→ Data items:
──────

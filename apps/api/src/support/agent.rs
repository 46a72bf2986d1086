//! Support agent: answers customer questions with the conversation so far.

use std::sync::Arc;

use serde::{Deserialize, Serialize};
use thiserror::Error;
use tracing::{error, info};

use crate::catalog::Catalog;
use crate::envelope::ActionResult;
use crate::errors::ValidationErrors;
use crate::llm_client::{ChatMessage, ChatRole, LlmError, TextGenerator};
use crate::support::prompts::support_system;

/// Only the most recent messages are sent back to the model.
pub const MAX_HISTORY_MESSAGES: usize = 20;

pub const ANSWER_FAILED_MESSAGE: &str =
    "An unexpected error occurred while getting an answer. Please try again later.";

#[derive(Debug, Clone, Default, Deserialize)]
#[serde(rename_all = "camelCase")]
pub struct AnswerQuestionInput {
    #[serde(default)]
    pub question: String,
    pub chat_history: Option<Vec<ChatMessage>>,
}

#[derive(Debug, Clone, PartialEq, Serialize)]
pub struct Answer {
    pub answer: String,
}

#[derive(Debug, Error)]
pub enum SupportError {
    #[error("invalid input: {0}")]
    Validation(#[from] ValidationErrors),

    #[error("answer generation failed: {0}")]
    Llm(#[from] LlmError),
}

#[derive(Clone)]
pub struct SupportAgent {
    catalog: Arc<Catalog>,
    generator: Arc<dyn TextGenerator>,
}

impl SupportAgent {
    pub fn new(catalog: Arc<Catalog>, generator: Arc<dyn TextGenerator>) -> Self {
        Self { catalog, generator }
    }

    pub async fn answer(&self, input: &AnswerQuestionInput) -> ActionResult<Answer> {
        match self.run(input).await {
            Ok(answer) => ActionResult::success(answer),
            Err(SupportError::Validation(errors)) => {
                info!("support question rejected: {errors}");
                ActionResult::failure(errors.to_string())
            }
            Err(e) => {
                error!("support answer failed: {e}");
                ActionResult::failure(ANSWER_FAILED_MESSAGE)
            }
        }
    }

    async fn run(&self, input: &AnswerQuestionInput) -> Result<Answer, SupportError> {
        let messages = conversation(input)?;
        let text = self
            .generator
            .complete(&support_system(&self.catalog), &messages)
            .await?;

        let answer = text.trim();
        if answer.is_empty() {
            return Err(LlmError::EmptyContent.into());
        }
        Ok(Answer {
            answer: answer.to_string(),
        })
    }
}

/// Validates the input and assembles the messages to send: the trimmed
/// history tail followed by the new question.
pub fn conversation(input: &AnswerQuestionInput) -> Result<Vec<ChatMessage>, ValidationErrors> {
    let mut errors = ValidationErrors::new();

    let question = input.question.trim();
    if question.is_empty() {
        errors.push("question", "กรุณาพิมพ์คำถาม");
    }

    let history = input.chat_history.as_deref().unwrap_or_default();
    if history.iter().any(|m| m.content.trim().is_empty()) {
        errors.push("chatHistory", "ข้อความในประวัติการสนทนาต้องไม่ว่าง");
    }

    errors.into_result()?;

    let start = history.len().saturating_sub(MAX_HISTORY_MESSAGES);
    // The provider requires the conversation to open with a user turn.
    let tail = history[start..]
        .iter()
        .skip_while(|m| m.role == ChatRole::Model);

    let mut messages: Vec<ChatMessage> = tail.cloned().collect();
    messages.push(ChatMessage::user(question));
    Ok(messages)
}
use axum::{
    extract::{Path, Query, State},
    Json,
};
use serde::Deserialize;

use crate::catalog::{Vehicle, VehicleType};
use crate::errors::AppError;
use crate::state::AppState;

#[derive(Debug, Deserialize)]
pub struct FleetQuery {
    #[serde(rename = "type")]
    pub vehicle_type: Option<VehicleType>,
}

/// GET /api/v1/vehicles
pub async fn handle_list_vehicles(
    State(state): State<AppState>,
    Query(query): Query<FleetQuery>,
) -> Json<Vec<Vehicle>> {
    let vehicles = match query.vehicle_type {
        Some(t) => state.catalog.of_type(t).cloned().collect(),
        None => state.catalog.vehicles().to_vec(),
    };
    Json(vehicles)
}

/// GET /api/v1/vehicles/:name
pub async fn handle_get_vehicle(
    State(state): State<AppState>,
    Path(name): Path<String>,
) -> Result<Json<Vehicle>, AppError> {
    state
        .catalog
        .find(&name)
        .cloned()
        .map(Json)
        .ok_or_else(|| AppError::NotFound(format!("Vehicle {name} not found")))
}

──────

→ Exercise: For every line above that includes the string "async", copy the line.

→ Solution to this problem:
    pub async fn answer(&self, input: &AnswerQuestionInput) -> ActionResult<Answer> {
    async fn run(&self, input: &AnswerQuestionInput) -> Result<Answer, SupportError> {
pub async fn handle_list_vehicles(
pub async fn handle_get_vehicle(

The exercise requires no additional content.